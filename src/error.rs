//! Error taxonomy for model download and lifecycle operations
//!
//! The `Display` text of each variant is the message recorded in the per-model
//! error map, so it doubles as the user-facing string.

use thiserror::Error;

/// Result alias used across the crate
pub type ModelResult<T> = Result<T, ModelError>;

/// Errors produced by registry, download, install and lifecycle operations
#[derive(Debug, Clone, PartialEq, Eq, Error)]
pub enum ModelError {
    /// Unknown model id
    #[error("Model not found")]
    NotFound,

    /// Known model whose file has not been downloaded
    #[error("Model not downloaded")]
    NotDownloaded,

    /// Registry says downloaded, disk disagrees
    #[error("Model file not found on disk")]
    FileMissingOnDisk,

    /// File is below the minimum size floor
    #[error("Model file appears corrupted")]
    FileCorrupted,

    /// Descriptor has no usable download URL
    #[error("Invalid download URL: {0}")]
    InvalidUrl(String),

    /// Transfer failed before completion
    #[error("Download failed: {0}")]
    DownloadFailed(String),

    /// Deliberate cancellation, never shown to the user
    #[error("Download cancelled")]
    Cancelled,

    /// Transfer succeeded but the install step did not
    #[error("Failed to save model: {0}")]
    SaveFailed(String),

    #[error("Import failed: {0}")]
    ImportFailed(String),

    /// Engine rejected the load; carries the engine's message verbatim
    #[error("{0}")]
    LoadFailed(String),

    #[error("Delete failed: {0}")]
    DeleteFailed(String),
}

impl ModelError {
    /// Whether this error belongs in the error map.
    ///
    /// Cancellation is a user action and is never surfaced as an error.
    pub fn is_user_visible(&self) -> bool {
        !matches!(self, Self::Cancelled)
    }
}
==*==
== What the task asks ==
Exactly the lines from the one containing "pub fn is_user_visible(&self)" through the final line of the records above are needed, copied word for word.

== Completed task ==
    pub fn is_user_visible(&self) -> bool {
        !matches!(self, Self::Cancelled)
    }
}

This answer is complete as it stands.